Earlier,Chaudhary had started B.Ed coaching classes inside the police station for young girls of the area. Orientation sessions were also held for local youth to encourage and prepare them for Delhi Police entrance exam.

As part of community initiatives,Chaudhary had earlier held a series of talk sessions and street plays on drug abuse and women’s education in Jaitpur area. “I noticed many school students consuming white fluid,getting addicted and involving themselves in petty crimes. That’s why these plays were held,” he says.

Sitting in his office,where poems of Faiz Ahmad Faiz hang on the walls,it is hard to believe that Chaudhary was once a small-time clerk in Hindi daily Amar Ujala.

When not policing,Chaudhary is busy reading Hindi,Urdu and English literature. “I am now working on translating A Farewell to Arms into Hindi,” he says.

Chaudhary hails from Etah in Uttar Pradesh and attended the Aligarh Muslim University before joining the marketing team at Amar Ujala.

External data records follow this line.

//! HTTP handlers for the server.

pub mod preview;
pub mod sms;

use axum::{Json, http::StatusCode};
use serde::Serialize;

/// JSON error body returned by every failing handler.
#[derive(Debug, Serialize)]
pub struct ErrorBody {
    pub error: String,
}

pub type ApiError = (StatusCode, Json<ErrorBody>);

pub fn api_error(status: StatusCode, message: impl Into<String>) -> ApiError {
    (
        status,
        Json(ErrorBody {
            error: message.into(),
        }),
    )
}

/// Handle GET /health.
pub async fn health() -> &'static str {
    "ok"
}
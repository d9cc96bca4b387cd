//! # Catprint CLI
//!
//! Command-line interface for cat thermal printers.
//!
//! ## Usage
//!
//! ```bash
//! # Print a line of text
//! catprint print --text "Hello, cat!"
//!
//! # Print an image with Atkinson dithering
//! catprint print --file photo.jpg --binarization atkinson
//!
//! # Print a queued SMS body
//! catprint print --message-file message.json
//!
//! # Save a preview instead of printing
//! catprint print --text "Hello" --png preview.png
//!
//! # Run the SMS webhook server
//! catprint serve --listen 0.0.0.0:8080 --device /dev/rfcomm0
//! ```

use clap::{Args, Parser, Subcommand, ValueEnum};
use std::fs;
use std::path::PathBuf;
use tracing::info;
use tracing_subscriber::EnvFilter;

use catprint::{
    CatprintError, PrinterConfig,
    job::{PrintJob, PrintOptions, PrintSource},
    render::Binarization,
    server::{self, ServerConfig},
    text::{DEFAULT_FONT_PATH, DEFAULT_FONT_SIZE},
    transport::{DeviceTransport, device::DEFAULT_DEVICE},
};

/// Catprint - Cat thermal printer utility
#[derive(Parser, Debug)]
#[command(name = "catprint")]
#[command(author, version, about, long_about = None)]
struct Cli {
    /// Log verbosity (overridden by RUST_LOG)
    #[arg(short, long, value_enum, default_value_t = LogLevel::Info, global = true)]
    log_level: LogLevel,

    #[command(subcommand)]
    command: Commands,
}

#[derive(Clone, Copy, Debug, ValueEnum)]
enum LogLevel {
    Debug,
    Info,
    Warn,
    Error,
}

impl LogLevel {
    fn directive(self) -> &'static str {
        match self {
            Self::Debug => "debug",
            Self::Info => "info",
            Self::Warn => "warn",
            Self::Error => "error",
        }
    }
}

/// Printer and rendering settings shared by every subcommand.
#[derive(Args, Debug)]
struct PrinterArgs {
    /// Printer device path
    #[arg(long, default_value = DEFAULT_DEVICE)]
    device: String,

    /// Printer model (GB01, GB02, GB03)
    #[arg(long, default_value = "GB03", value_parser = parse_printer)]
    printer: PrinterConfig,

    /// Thermal energy in hex, 0x0000 (light) to 0xffff (dark)
    #[arg(long, default_value = "0xffff", value_parser = parse_energy)]
    energy: u16,

    /// TrueType font for text
    #[arg(long, value_name = "FILE", default_value = DEFAULT_FONT_PATH)]
    font: PathBuf,

    /// Font size in pixels per em
    #[arg(long, default_value_t = DEFAULT_FONT_SIZE)]
    font_size: f32,
}

impl PrinterArgs {
    fn options(&self) -> PrintOptions {
        PrintOptions {
            printer: self.printer,
            energy: self.energy,
            font_path: self.font.clone(),
            font_size: self.font_size,
        }
    }
}

#[derive(Subcommand, Debug)]
enum Commands {
    /// Print text, an image, or a queued message
    Print {
        /// Text to print
        #[arg(long, conflicts_with_all = ["file", "message_file"])]
        text: Option<String>,

        /// Image file to print
        #[arg(long, value_name = "FILE", conflicts_with = "message_file")]
        file: Option<PathBuf>,

        /// File holding a queue message body (JSON or plain text)
        #[arg(long, value_name = "FILE")]
        message_file: Option<PathBuf>,

        /// Binarization algorithm for images
        #[arg(long, default_value_t = Binarization::default())]
        binarization: Binarization,

        /// Output to PNG file instead of printing
        #[arg(long, value_name = "FILE")]
        png: Option<PathBuf>,

        #[command(flatten)]
        printer: PrinterArgs,
    },

    /// Run the SMS webhook server
    Serve {
        /// Address to listen on
        #[arg(long, default_value = "0.0.0.0:8080")]
        listen: String,

        #[command(flatten)]
        printer: PrinterArgs,
    },
}

fn main() {
    let cli = Cli::parse();
    init_logging(cli.log_level);

    if let Err(e) = run(cli.command) {
        eprintln!("Error: {}", e);
        std::process::exit(1);
    }
}

fn init_logging(level: LogLevel) {
    let filter = EnvFilter::try_from_default_env().unwrap_or_else(|_| EnvFilter::new(level.directive()));
    tracing_subscriber::fmt().with_env_filter(filter).init();
}

fn run(command: Commands) -> Result<(), CatprintError> {
    match command {
        Commands::Print {
            text,
            file,
            message_file,
            binarization,
            png,
            printer,
        } => {
            let source = print_source(text, file, message_file, binarization)?;
            let job = PrintJob::new(source, printer.options());
            let raster = job.rasterize()?;

            if let Some(png_path) = png {
                raster.save_png(&png_path)?;
                info!("Saved to {}", png_path.display());
            } else {
                let mut transport = DeviceTransport::open(&printer.device)?;
                job.print_raster(&raster, &mut transport)?;
                info!("Printed successfully!");
            }
        }
        Commands::Serve { listen, printer } => {
            let config = ServerConfig {
                device_path: printer.device.clone(),
                listen_addr: listen,
                options: printer.options(),
            };
            tokio::runtime::Runtime::new()?.block_on(server::serve(config))?;
        }
    }

    Ok(())
}

/// Resolve the print source, failing before any rendering if a file is missing.
fn print_source(
    text: Option<String>,
    file: Option<PathBuf>,
    message_file: Option<PathBuf>,
    binarization: Binarization,
) -> Result<PrintSource, CatprintError> {
    match (text, file, message_file) {
        (Some(text), None, None) => Ok(PrintSource::Text(text)),
        (None, Some(path), None) => {
            if !path.is_file() {
                return Err(CatprintError::InvalidCommand(format!(
                    "File not found: {}",
                    path.display()
                )));
            }
            Ok(PrintSource::Image { path, binarization })
        }
        (None, None, Some(path)) => {
            let raw = fs::read_to_string(&path).map_err(|e| {
                CatprintError::InvalidCommand(format!("Failed to read {}: {}", path.display(), e))
            })?;
            Ok(PrintSource::Message(raw))
        }
        _ => Err(CatprintError::InvalidCommand(
            "Provide exactly one of --text, --file or --message-file".to_string(),
        )),
    }
}

fn parse_printer(s: &str) -> Result<PrinterConfig, String> {
    PrinterConfig::by_name(s).ok_or_else(|| {
        format!(
            "Unknown printer '{}'. Use one of: {}",
            s,
            PrinterConfig::ALL.map(|p| p.name).join(", ")
        )
    })
}

fn parse_energy(s: &str) -> Result<u16, String> {
    let digits = s.strip_prefix("0x").or_else(|| s.strip_prefix("0X")).unwrap_or(s);
    u16::from_str_radix(digits, 16).map_err(|e| format!("Invalid energy '{}': {}", s, e))
}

Working his way up diligently,he cracked the civil services examination. He also later went on to do an advanced course in Urdu from AMU.

“I have friends in this area who were educated at AMU. I can feel the pulse of this area,” Chaudhary says.


Always a firm believer in the power of community initiatives,Chaudhary says,“Once community accepts you,law and order can be maintained easily.”